Denver Water Hikes Rates for 2010
Denver’s Board of Water Commissioners on Oct. 28 approved an adjustment in water rates for 2010 to help fund the utility’s 10-year capital plan. The new rates will take effect Feb. 3, 2010.
Typical Denver residential customers will see their bills increase by about $40 a year — an average of $3.30 per month, or about $12 on a summer bill. Typical suburban residential customers served by Denver Water will see an increase of $51 per year — an average of $4.30 per month, or about $16 on a summer bill.
The commissioners also approved a rate increase in 2008 for 2009.
The effects of the proposed changes on customer bills will vary depending upon the amount of water the customer uses and whether the customer lives in Denver or is served by a suburban distributor under contract with Denver Water; the more customers use, the more they will pay.
Commercial, industrial and government customers will see adjustments in rates, as well.
Rates for customers living inside the city remain among the lowest in the metro area, while rates for residential customers in the suburbs still fall at or below the median among area water providers.
The utility’s 10-year plan includes 300 projects, including upgrades to aging infrastructure to prevent putting reliable water service at risk. The plan also calls for expansion of the utility’s system capacity to meet the future needs of its customers. Over the next 10 years, the utility plans to
- expand its recycled water system,
- enlarge Gross Reservoir by 18,000 acre-feet,
- finish developing gravel pits that store reusable water, and
- explore ways to work with other water providers to bring more supplies to its system.

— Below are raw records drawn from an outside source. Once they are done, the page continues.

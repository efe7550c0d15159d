//! Handler events pushed by the server.

// ============================================================================
// Imports
// ============================================================================

use crate::identifiers::SubscriptionId;
use crate::protocol::Handler;
use crate::transport::SubscriberRegistry;

// ============================================================================
// HandlerEvent
// ============================================================================

/// One handler decoded from an unsolicited server frame.
#[derive(Debug, Clone, PartialEq)]
pub struct HandlerEvent {
    /// JSON-RPC method of the carrying frame.
    pub method: String,
    /// Server sequence number of the frame, if present.
    pub sequence_number: Option<i64>,
    /// The decoded handler.
    pub handler: Handler,
}

// ============================================================================
// HandlerEventEmitter
// ============================================================================

/// Fans handler events out to subscribers.
///
/// Subscribers run synchronously in registration order; a panicking
/// subscriber does not affect the others.
pub struct HandlerEventEmitter {
    registry: SubscriberRegistry<HandlerEvent>,
}

impl HandlerEventEmitter {
    /// Creates an emitter with no subscribers.
    #[must_use]
    pub fn new() -> Self {
        Self {
            registry: SubscriberRegistry::new("handler-event"),
        }
    }

    /// Registers a subscriber.
    pub fn subscribe<F>(&self, handler: F) -> SubscriptionId
    where
        F: Fn(&HandlerEvent) + Send + Sync + 'static,
    {
        self.registry.subscribe(handler)
    }

    /// Removes a subscriber.
    pub fn unsubscribe(&self, id: SubscriptionId) -> bool {
        self.registry.unsubscribe(id)
    }

    /// Delivers an event. Returns the number of faulted subscribers.
    pub fn emit(&self, event: &HandlerEvent) -> usize {
        self.registry.emit(event)
    }

    /// Returns the number of subscribers.
    #[inline]
    #[must_use]
    pub fn subscriber_count(&self) -> usize {
        self.registry.len()
    }
}

impl Default for HandlerEventEmitter {
    fn default() -> Self {
        Self::new()
    }
}

// ============================================================================
// Tests
// ============================================================================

Denver Water has determined the cost of making repairs and replacements to its aging infrastructure and building new supply within its system will total $1.3 billion over the next 10 years.
“We need to be more proactive in our work to repair, maintain and upgrade our aging water system. Some of our facilities are more than 100 years old,” said Brian Good, director of operations and maintenance. “Next year, you will see us doing more water main replacements, more cement mortar lining of pipes to extend their useful life and upgrading underground vaults. We also will be doing major upgrades at the Marston Treatment Plant, replacing gates at Cheesman Dam that date back to the early 1900s, and installing a new hydropower turbine at Williams Fork Reservoir.”
In 2010, the water department will need an additional $13.3 million in revenue to cover rising costs associated with maintaining and improving the city’s water system. Denver Water owns and maintains 2,800 miles of distribution pipe — enough to stretch from Los Angeles to New York — as well as 12 raw water reservoirs, 22 pump stations and four treatment plants. Rehabilitation and replacement of infrastructure is needed throughout the water distribution system, much of which dates back to the World War II era or earlier.
The utility is funded through rates, new tap fees and the sale of hydropower, not taxes. Its rates are designed to recover the costs of providing reliable, high-quality water service and to encourage efficiency by charging higher prices for increased water use. Most of its costs are fixed and include maintenance of the system’s distribution pipes, reservoirs, pump stations and treatment plants.